- Opening Delimiter -

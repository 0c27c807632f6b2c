//! One polling cycle: fetch, run the strategy engine, submit, journal.
//!
//! Every failure ends the cycle with a journal entry; none of them stop the
//! polling loop.

use common::config::BotConfig;
use common::{Position, RawCandle};
use serde_json::json;
use strategy::{CycleError, Decision, FileStateStore, Signal, StrategyEngine};
use tracing::{debug, error, info, warn};

use crate::balance::BalanceProvider;
use crate::journal::{now_iso, write_trade_event, SharedTradeJournal};
use crate::market::MarketGateway;

/// Everything a strategy cycle needs, owned by the strategy task.
pub struct CycleContext {
    pub cfg: BotConfig,
    pub market: Box<dyn MarketGateway>,
    pub engine: StrategyEngine<FileStateStore>,
    pub balance: Box<dyn BalanceProvider>,
    pub journal: SharedTradeJournal,
    pub dry_run: bool,
}

async fn fetch_market_state(
    ctx: &CycleContext,
) -> Result<(Vec<RawCandle>, f64, Vec<Position>), common::Error> {
    let market = &ctx.cfg.market;
    let candles = ctx
        .market
        .klines(&market.symbol, &market.interval, market.candle_limit)
        .await?;
    let balance = ctx.balance.balance().await?;
    let positions = if ctx.market.has_credentials() {
        ctx.market.positions(&market.symbol).await?
    } else {
        debug!("No credentials; treating account as flat");
        Vec::new()
    };
    Ok((candles, balance, positions))
}

pub async fn run_strategy_cycle(ctx: &CycleContext, cycle_id: u64) {
    info!("Running strategy cycle {}...", cycle_id);
    let symbol = ctx.cfg.market.symbol.as_str();

    let (candles, balance, positions) = match fetch_market_state(ctx).await {
        Ok(state) => state,
        Err(e) => {
            warn!("Failed to fetch market state: {}", e);
            write_trade_event(
                &ctx.journal,
                json!({
                    "ts": now_iso(),
                    "kind": "strategy_cycle_error",
                    "cycle_id": cycle_id,
                    "stage": "fetch",
                    "transport": e.is_transport(),
                    "error": e.to_string()
                }),
            )
            .await;
            return;
        }
    };

    write_trade_event(
        &ctx.journal,
        json!({
            "ts": now_iso(),
            "kind": "strategy_cycle_start",
            "cycle_id": cycle_id,
            "symbol": symbol,
            "candles": candles.len(),
            "balance": balance,
            "positions": positions.len()
        }),
    )
    .await;

    let outcome = match ctx.engine.run_cycle(&candles, balance, positions.as_slice()) {
        Ok(o) => o,
        Err(e) => {
            match &e {
                CycleError::InsufficientData { .. } => warn!("Skipping cycle {}: {}", cycle_id, e),
                _ => error!("Strategy cycle {} failed: {}", cycle_id, e),
            }
            write_trade_event(
                &ctx.journal,
                json!({
                    "ts": now_iso(),
                    "kind": "strategy_cycle_error",
                    "cycle_id": cycle_id,
                    "stage": "strategy",
                    "error": e.to_string()
                }),
            )
            .await;
            return;
        }
    };

    let ha = outcome.last_candle;
    write_trade_event(
        &ctx.journal,
        json!({
            "ts": now_iso(),
            "kind": "ha_snapshot",
            "cycle_id": cycle_id,
            "open": ha.open,
            "high": ha.high,
            "low": ha.low,
            "close": ha.close
        }),
    )
    .await;

    if let (Some(side), Some(levels)) = (outcome.signal.side(), outcome.signal.levels()) {
        write_trade_event(
            &ctx.journal,
            json!({
                "ts": now_iso(),
                "kind": "signal",
                "cycle_id": cycle_id,
                "side": side.as_str(),
                "entry": levels.entry,
                "stop_loss": levels.stop_loss,
                "take_profit": levels.take_profit,
                "quantity": outcome.quantity
            }),
        )
        .await;
    }

    let order = match outcome.decision {
        Decision::Skip(reason) => {
            info!(
                "CYCLE {} SUMMARY: signal={} qty={} decision=skip({}) ha_close={}",
                cycle_id,
                signal_label(&outcome.signal),
                outcome.quantity,
                reason.as_str(),
                ha.close
            );
            write_trade_event(
                &ctx.journal,
                json!({
                    "ts": now_iso(),
                    "kind": "decision",
                    "cycle_id": cycle_id,
                    "decision": "skip",
                    "reason": reason.as_str()
                }),
            )
            .await;
            return;
        }
        Decision::Place(order) => order,
    };

    info!(
        "CYCLE {} SUMMARY: signal={} qty={} decision=place sl={} tp={}",
        cycle_id,
        signal_label(&outcome.signal),
        order.quantity,
        order.stop_loss,
        order.take_profit
    );
    write_trade_event(
        &ctx.journal,
        json!({
            "ts": now_iso(),
            "kind": "decision",
            "cycle_id": cycle_id,
            "decision": "place",
            "side": order.side.as_str(),
            "quantity": order.quantity,
            "dry_run": ctx.dry_run
        }),
    )
    .await;

    if ctx.dry_run {
        info!("[DRY RUN] Would place {} {} {}", order.side, order.quantity, symbol);
        return;
    }

    match ctx
        .market
        .place_order(symbol, &order, ctx.cfg.market.lot_size)
        .await
    {
        Ok(ack) => {
            info!(
                "Order placed: {} {} {} id={} link={}",
                order.side, order.quantity, symbol, ack.order_id, ack.order_link_id
            );
            write_trade_event(
                &ctx.journal,
                json!({
                    "ts": now_iso(),
                    "kind": "order_placed",
                    "cycle_id": cycle_id,
                    "symbol": symbol,
                    "side": order.side.as_str(),
                    "quantity": order.quantity,
                    "stop_loss": order.stop_loss,
                    "take_profit": order.take_profit,
                    "order_id": ack.order_id,
                    "order_link_id": ack.order_link_id
                }),
            )
            .await;
        }
        Err(e) => {
            // No retry: the next cycle re-derives the signal from fresh data.
            error!("Order failed for {}: {}", symbol, e);
            write_trade_event(
                &ctx.journal,
                json!({
                    "ts": now_iso(),
                    "kind": "order_failed",
                    "cycle_id": cycle_id,
                    "symbol": symbol,
                    "side": order.side.as_str(),
                    "quantity": order.quantity,
                    "error": e.to_string()
                }),
            )
            .await;
        }
    }
}

fn signal_label(signal: &Signal) -> &'static str {
    match signal {
        Signal::None => "none",
        Signal::Buy(_) => "buy",
        Signal::Sell(_) => "sell",
    }
}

- Closing Delimiter -

§ **GOAL OF THE EXERCISE**
Among the records above, find the lines that contain "reason" and copy every one.

§ **OUTPUT OF THE EXERCISE**
        Decision::Skip(reason) => {
                reason.as_str(),
                    "reason": reason.as_str()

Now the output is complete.